1b. Approach (from AD-416)
Alien gene transfer into durum wheat will be carried out by tools of classical and molecular cytogenetics. The cytogenetic techniques will involve sexual hybridization between durum cultivars and wild grasses,coupled with induction of pairing among chromosomes of parental species by manipulation of the pairing-control mechanism(Ph1). This approach will facilitate transfer of alien chromatin into the durum genome, which will then be characterized using fluorescent genomic in situ hybridization (fl-GISH) and chromosome-specific markers. Using this approach, alien addition lines involving diploid wheatgrass (Lophopyrum elongatum and Thinopyrum bessarabicum) chromosomes or chromatin with FHB resistance will be developed. In addition to using these two diploid wheatgrasses as donors of FHB resistance, we will initiate new crosses with other potential donors such as Thinopyrum junceiforme and Thinopyrum nodosum (= Lophopyrum nodosum) that may provide new sources of alien chromosomes with resistance. Fertile hybrid derivatives and stable alien addition lines will be screened for FHB resistance using the techniques we have already standardized.
3. Progress Report
Fusarium head blight (FHB) is a serious disease of cultivated wheats. Current durum cultivars have little or no FHB resistance. By transferring chromosome 1E from Lophopyrum elongatum into durum cultivar Langdon, we previously produced a stable durum alien disomic addition line, DGE-1. To produce a resistant durum cultivar it would be desirable to transfer resistance genes from 1E into the durum chromosome complement. Homoeologous group-1 chromosomes 1A or 1B of durum would be the logical chromosomes for such an exchange to occur. Therefore, we crossed DGE-1 with Langdon disomic substitution lines, Langdon 1D(1A) and Langdon 1D(1B) and produced F2 plants segregating for 1A, 1B, 1D, or 1E and any combination thereof.

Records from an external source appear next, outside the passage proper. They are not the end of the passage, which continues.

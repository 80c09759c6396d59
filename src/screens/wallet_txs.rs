/// Wallet transaction list view, including the "new address" modal flow

use crossterm::event::{KeyCode, KeyModifiers};
use ratatui::{layout::Rect, Frame};

use crate::core::logbuf::LogEntry;
use crate::core::status::NodeStatus;
use crate::keys::{KeyAction, KeyHandle};
use crate::screens::{render_grid_view, CommandResult, View, ViewCommand, ViewId};
use crate::theme::Theme;
use crate::widgets::{Cell, CellKind, DataGrid, FieldSpec, FormOutcome, FormState};

const SHORTCUTS: &[KeyHandle] = &[
    KeyHandle::new(
        "Scroll Up",
        "Up",
        KeyCode::Up,
        KeyModifiers::NONE,
        KeyAction::SelectionUp,
        false,
    ),
    KeyHandle::new(
        "Scroll Down",
        "Down",
        KeyCode::Down,
        KeyModifiers::NONE,
        KeyAction::SelectionDown,
        false,
    ),
    KeyHandle::new(
        "New address",
        "Alt+N",
        KeyCode::Char('n'),
        KeyModifiers::ALT,
        KeyAction::OpenModal,
        false,
    ),
];

const REQUEST_FIELDS: &[FieldSpec] = &[FieldSpec {
    name: "address_type",
    display: "Address type",
    max_len: 6,
    read_only: false,
}];

const RESPONSE_FIELDS: &[FieldSpec] = &[
    FieldSpec {
        name: "address_type",
        display: "Address type",
        max_len: 6,
        read_only: true,
    },
    FieldSpec {
        name: "address",
        display: "Address",
        max_len: 90,
        read_only: true,
    },
];

const DEFAULT_ADDRESS_TYPE: &str = "np2wkh";

#[derive(Debug, Clone, Copy, PartialEq, Eq)]
enum FormStage {
    Request,
    Response,
}

pub struct WalletTxListView {
    grid: DataGrid,
    form: Option<FormState>,
    stage: FormStage,
}

impl WalletTxListView {
    pub fn new() -> Self {
        let mut grid = DataGrid::new("[Wallet transactions]");
        grid.add_column("Amount", 12, CellKind::Int);
        grid.add_column("Conf.", 8, CellKind::Int);
        grid.add_column("Block Height", 8, CellKind::Int);
        grid.add_column("Fees", 8, CellKind::Int);
        grid.add_column("Timestamp", 19, CellKind::Date);
        grid.add_column("TxHash", 0, CellKind::Text);
        grid.add_column("BlockHash", 0, CellKind::Text);
        grid.add_column("Dest.", 0, CellKind::List);
        Self {
            grid,
            form: None,
            stage: FormStage::Request,
        }
    }
}

impl Default for WalletTxListView {
    fn default() -> Self {
        Self::new()
    }
}

impl View for WalletTxListView {
    fn id(&self) -> ViewId {
        ViewId::WalletTxs
    }

    fn shortcuts(&self) -> &[KeyHandle] {
        SHORTCUTS
    }

    fn grid_mut(&mut self) -> &mut DataGrid {
        &mut self.grid
    }

    fn reload(&mut self, status: &NodeStatus, _logs: &[LogEntry]) {
        let rows = status
            .transactions
            .iter()
            .map(|tx| {
                vec![
                    Cell::Int(tx.amount),
                    Cell::Int(tx.num_confirmations as i64),
                    Cell::Int(tx.block_height as i64),
                    Cell::Int(tx.total_fees),
                    Cell::Date(tx.time_stamp),
                    Cell::Text(tx.tx_hash.clone()),
                    Cell::Text(tx.block_hash.clone()),
                    Cell::List(tx.dest_addresses.clone()),
                ]
            })
            .collect();
        self.grid.set_rows(rows);
    }

    fn render(&mut self, frame: &mut Frame, area: Rect, theme: &Theme) {
        render_grid_view(&mut self.grid, self.form.as_ref(), frame, area, theme);
    }

    fn form_mut(&mut self) -> Option<&mut FormState> {
        self.form.as_mut()
    }

    fn open_modal(&mut self) {
        self.stage = FormStage::Request;
        self.form = Some(FormState::new(
            "New address",
            REQUEST_FIELDS,
            &[DEFAULT_ADDRESS_TYPE],
        ));
    }

    fn on_form_outcome(&mut self, outcome: FormOutcome) -> ViewCommand {
        let closed = self.form.as_ref().map_or(true, |f| f.is_closed());
        match self.stage {
            FormStage::Request => {
                if outcome.accepted {
                    self.form = None;
                    let kind = outcome
                        .values
                        .iter()
                        .find(|(name, _)| name == "address_type")
                        .map(|(_, v)| v.clone())
                        .unwrap_or_else(|| DEFAULT_ADDRESS_TYPE.to_string());
                    ViewCommand::NewAddress { kind }
                } else {
                    // Cancelled forms go away; invalid ones stay for correction.
                    if closed {
                        self.form = None;
                    }
                    ViewCommand::None
                }
            }
            FormStage::Response => {
                if closed {
                    self.form = None;
                }
                ViewCommand::None
            }
        }
    }

    fn on_command_result(&mut self, result: CommandResult) {
        let CommandResult::AddressGenerated { kind, address } = result;
        self.stage = FormStage::Response;
        self.form = Some(FormState::new(
            "New address",
            RESPONSE_FIELDS,
            &[&kind, &address],
        ));
    }
}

We have also developed stable durum disomic addition lines involving Thinopyrum bessarabicum chromosomes 1J, 5J, 6J, and 7J. We have produced 12 hybrids derived by crossing durum, cultivars and substitution lines with Thinopyrum nodosum with and without Ph1. Chromosome pairing data have been collected and further studies are in progress. Fertile BC1 and later generations will be developed for FHB screening. To identify the individual chromosomes 1A, 1B, 1D or 1E and any possible chromosome interchanges in segregating plants from crosses of DGE-1, we screened several molecular markers and selected the most suitable ones. We used fluorescent genomic in situ hybridization as an adjunct tool for chromosome identification. Molecular markers were selected to identify Th. bessarabicum chromosomes in durum disomic addition lines. To induce homoeologous pairing between the alien chromosome 1E and durum chromosomes 1A or 1B, we made crosses between DGE-1 and Cappelli mutant ph1cph1c. Chromosome pairing was scored in the segregating F2 generation which would be the first generation with or without the Ph1 gene. Segregation for the Ph1 gene and chromosome 1E is being studied, using molecular markers. Xpsr128 and Xpsr574 are being used to determine the presence of Ph1 and Xedm74 and Xedm17 to ascertain the presence of chromosome 1E.